-- What to do --
The entries are to be repeated in full, without any change.

-- Provided material --

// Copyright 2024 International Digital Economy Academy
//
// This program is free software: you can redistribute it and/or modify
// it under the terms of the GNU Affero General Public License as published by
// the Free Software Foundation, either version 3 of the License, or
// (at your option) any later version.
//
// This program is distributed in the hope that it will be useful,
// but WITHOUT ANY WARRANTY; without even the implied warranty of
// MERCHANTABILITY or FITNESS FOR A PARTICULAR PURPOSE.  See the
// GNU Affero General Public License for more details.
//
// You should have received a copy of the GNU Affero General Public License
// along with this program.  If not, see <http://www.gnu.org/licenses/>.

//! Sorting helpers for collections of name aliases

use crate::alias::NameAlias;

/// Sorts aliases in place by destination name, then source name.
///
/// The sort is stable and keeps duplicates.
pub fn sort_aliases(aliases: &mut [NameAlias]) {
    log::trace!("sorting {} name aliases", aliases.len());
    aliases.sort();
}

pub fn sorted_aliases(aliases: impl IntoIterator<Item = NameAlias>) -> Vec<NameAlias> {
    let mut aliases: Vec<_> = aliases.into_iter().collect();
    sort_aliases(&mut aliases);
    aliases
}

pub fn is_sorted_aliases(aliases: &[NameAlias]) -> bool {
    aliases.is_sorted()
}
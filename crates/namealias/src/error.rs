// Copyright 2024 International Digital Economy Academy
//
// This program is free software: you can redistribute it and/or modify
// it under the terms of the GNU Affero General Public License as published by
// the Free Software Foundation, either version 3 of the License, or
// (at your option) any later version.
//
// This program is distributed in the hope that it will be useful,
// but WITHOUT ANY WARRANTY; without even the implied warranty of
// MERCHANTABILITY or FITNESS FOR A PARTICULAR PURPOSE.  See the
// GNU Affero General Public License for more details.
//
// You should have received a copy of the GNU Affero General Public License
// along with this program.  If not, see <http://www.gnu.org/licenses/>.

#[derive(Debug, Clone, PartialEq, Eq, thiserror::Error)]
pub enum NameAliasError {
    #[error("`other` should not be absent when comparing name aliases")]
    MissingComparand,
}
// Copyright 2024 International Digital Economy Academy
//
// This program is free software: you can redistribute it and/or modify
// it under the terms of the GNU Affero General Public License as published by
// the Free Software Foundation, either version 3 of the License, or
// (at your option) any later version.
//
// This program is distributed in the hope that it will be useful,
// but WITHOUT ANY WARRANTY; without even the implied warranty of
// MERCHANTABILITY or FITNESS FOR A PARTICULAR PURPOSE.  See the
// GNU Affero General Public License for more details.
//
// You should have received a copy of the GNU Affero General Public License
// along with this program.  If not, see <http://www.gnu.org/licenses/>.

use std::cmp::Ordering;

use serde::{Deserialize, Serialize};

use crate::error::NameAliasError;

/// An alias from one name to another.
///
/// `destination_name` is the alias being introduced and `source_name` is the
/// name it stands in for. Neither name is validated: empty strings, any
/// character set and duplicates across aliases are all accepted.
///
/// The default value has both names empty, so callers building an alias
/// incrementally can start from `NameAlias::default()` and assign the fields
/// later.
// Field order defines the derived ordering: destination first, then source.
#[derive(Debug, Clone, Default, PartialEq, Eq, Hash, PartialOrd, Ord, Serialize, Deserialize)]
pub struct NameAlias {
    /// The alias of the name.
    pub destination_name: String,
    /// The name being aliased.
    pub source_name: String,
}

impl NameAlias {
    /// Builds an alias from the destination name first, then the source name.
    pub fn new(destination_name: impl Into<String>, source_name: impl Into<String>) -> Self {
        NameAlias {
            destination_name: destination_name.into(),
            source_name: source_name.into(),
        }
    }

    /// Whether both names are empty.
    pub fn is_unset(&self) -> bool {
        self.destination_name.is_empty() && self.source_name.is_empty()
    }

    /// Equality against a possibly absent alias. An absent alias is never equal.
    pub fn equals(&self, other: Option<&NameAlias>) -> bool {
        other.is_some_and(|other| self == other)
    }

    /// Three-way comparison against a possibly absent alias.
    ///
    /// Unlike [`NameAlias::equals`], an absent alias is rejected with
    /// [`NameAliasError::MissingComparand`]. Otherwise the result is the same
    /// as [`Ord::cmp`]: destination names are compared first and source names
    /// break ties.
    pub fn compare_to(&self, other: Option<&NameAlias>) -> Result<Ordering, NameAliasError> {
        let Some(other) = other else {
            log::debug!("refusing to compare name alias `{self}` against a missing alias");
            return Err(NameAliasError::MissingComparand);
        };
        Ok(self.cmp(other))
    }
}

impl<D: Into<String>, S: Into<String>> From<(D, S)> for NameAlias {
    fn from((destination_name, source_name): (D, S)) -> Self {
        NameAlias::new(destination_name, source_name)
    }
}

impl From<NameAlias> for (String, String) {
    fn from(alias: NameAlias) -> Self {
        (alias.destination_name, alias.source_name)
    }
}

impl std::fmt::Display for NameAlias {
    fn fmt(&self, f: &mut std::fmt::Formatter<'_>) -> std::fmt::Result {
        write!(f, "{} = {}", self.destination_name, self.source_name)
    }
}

-- Solution to the exercise --
// Copyright 2024 International Digital Economy Academy
//
// This program is free software: you can redistribute it and/or modify
// it under the terms of the GNU Affero General Public License as published by
// the Free Software Foundation, either version 3 of the License, or
// (at your option) any later version.
//
// This program is distributed in the hope that it will be useful,
// but WITHOUT ANY WARRANTY; without even the implied warranty of
// MERCHANTABILITY or FITNESS FOR A PARTICULAR PURPOSE.  See the
// GNU Affero General Public License for more details.
//
// You should have received a copy of the GNU Affero General Public License
// along with this program.  If not, see <http://www.gnu.org/licenses/>.

//! Sorting helpers for collections of name aliases

use crate::alias::NameAlias;

/// Sorts aliases in place by destination name, then source name.
///
/// The sort is stable and keeps duplicates.
pub fn sort_aliases(aliases: &mut [NameAlias]) {
    log::trace!("sorting {} name aliases", aliases.len());
    aliases.sort();
}

pub fn sorted_aliases(aliases: impl IntoIterator<Item = NameAlias>) -> Vec<NameAlias> {
    let mut aliases: Vec<_> = aliases.into_iter().collect();
    sort_aliases(&mut aliases);
    aliases
}

pub fn is_sorted_aliases(aliases: &[NameAlias]) -> bool {
    aliases.is_sorted()
}
filename crates/namealias/src/error.rs
// Copyright 2024 International Digital Economy Academy
//
// This program is free software: you can redistribute it and/or modify
// it under the terms of the GNU Affero General Public License as published by
// the Free Software Foundation, either version 3 of the License, or
// (at your option) any later version.
//
// This program is distributed in the hope that it will be useful,
// but WITHOUT ANY WARRANTY; without even the implied warranty of
// MERCHANTABILITY or FITNESS FOR A PARTICULAR PURPOSE.  See the
// GNU Affero General Public License for more details.
//
// You should have received a copy of the GNU Affero General Public License
// along with this program.  If not, see <http://www.gnu.org/licenses/>.

#[derive(Debug, Clone, PartialEq, Eq, thiserror::Error)]
pub enum NameAliasError {
    #[error("`other` should not be absent when comparing name aliases")]
    MissingComparand,
}
// Copyright 2024 International Digital Economy Academy
//
// This program is free software: you can redistribute it and/or modify
// it under the terms of the GNU Affero General Public License as published by
// the Free Software Foundation, either version 3 of the License, or
// (at your option) any later version.
//
// This program is distributed in the hope that it will be useful,
// but WITHOUT ANY WARRANTY; without even the implied warranty of
// MERCHANTABILITY or FITNESS FOR A PARTICULAR PURPOSE.  See the
// GNU Affero General Public License for more details.
//
// You should have received a copy of the GNU Affero General Public License
// along with this program.  If not, see <http://www.gnu.org/licenses/>.

use std::cmp::Ordering;

use serde::{Deserialize, Serialize};

use crate::error::NameAliasError;

/// An alias from one name to another.
///
/// `destination_name` is the alias being introduced and `source_name` is the
/// name it stands in for. Neither name is validated: empty strings, any
/// character set and duplicates across aliases are all accepted.
///
/// The default value has both names empty, so callers building an alias
/// incrementally can start from `NameAlias::default()` and assign the fields
/// later.
// Field order defines the derived ordering: destination first, then source.
#[derive(Debug, Clone, Default, PartialEq, Eq, Hash, PartialOrd, Ord, Serialize, Deserialize)]
pub struct NameAlias {
    /// The alias of the name.
    pub destination_name: String,
    /// The name being aliased.
    pub source_name: String,
}

impl NameAlias {
    /// Builds an alias from the destination name first, then the source name.
    pub fn new(destination_name: impl Into<String>, source_name: impl Into<String>) -> Self {
        NameAlias {
            destination_name: destination_name.into(),
            source_name: source_name.into(),
        }
    }

    /// Whether both names are empty.
    pub fn is_unset(&self) -> bool {
        self.destination_name.is_empty() && self.source_name.is_empty()
    }

    /// Equality against a possibly absent alias. An absent alias is never equal.
    pub fn equals(&self, other: Option<&NameAlias>) -> bool {
        other.is_some_and(|other| self == other)
    }

    /// Three-way comparison against a possibly absent alias.
    ///
    /// Unlike [`NameAlias::equals`], an absent alias is rejected with
    /// [`NameAliasError::MissingComparand`]. Otherwise the result is the same
    /// as [`Ord::cmp`]: destination names are compared first and source names
    /// break ties.
    pub fn compare_to(&self, other: Option<&NameAlias>) -> Result<Ordering, NameAliasError> {
        let Some(other) = other else {
            log::debug!("refusing to compare name alias `{self}` against a missing alias");
            return Err(NameAliasError::MissingComparand);
        };
        Ok(self.cmp(other))
    }
}

impl<D: Into<String>, S: Into<String>> From<(D, S)> for NameAlias {
    fn from((destination_name, source_name): (D, S)) -> Self {
        NameAlias::new(destination_name, source_name)
    }
}

impl From<NameAlias> for (String, String) {
    fn from(alias: NameAlias) -> Self {
        (alias.destination_name, alias.source_name)
    }
}

impl std::fmt::Display for NameAlias {
    fn fmt(&self, f: &mut std::fmt::Formatter<'_>) -> std::fmt::Result {
        write!(f, "{} = {}", self.destination_name, self.source_name)
    }
}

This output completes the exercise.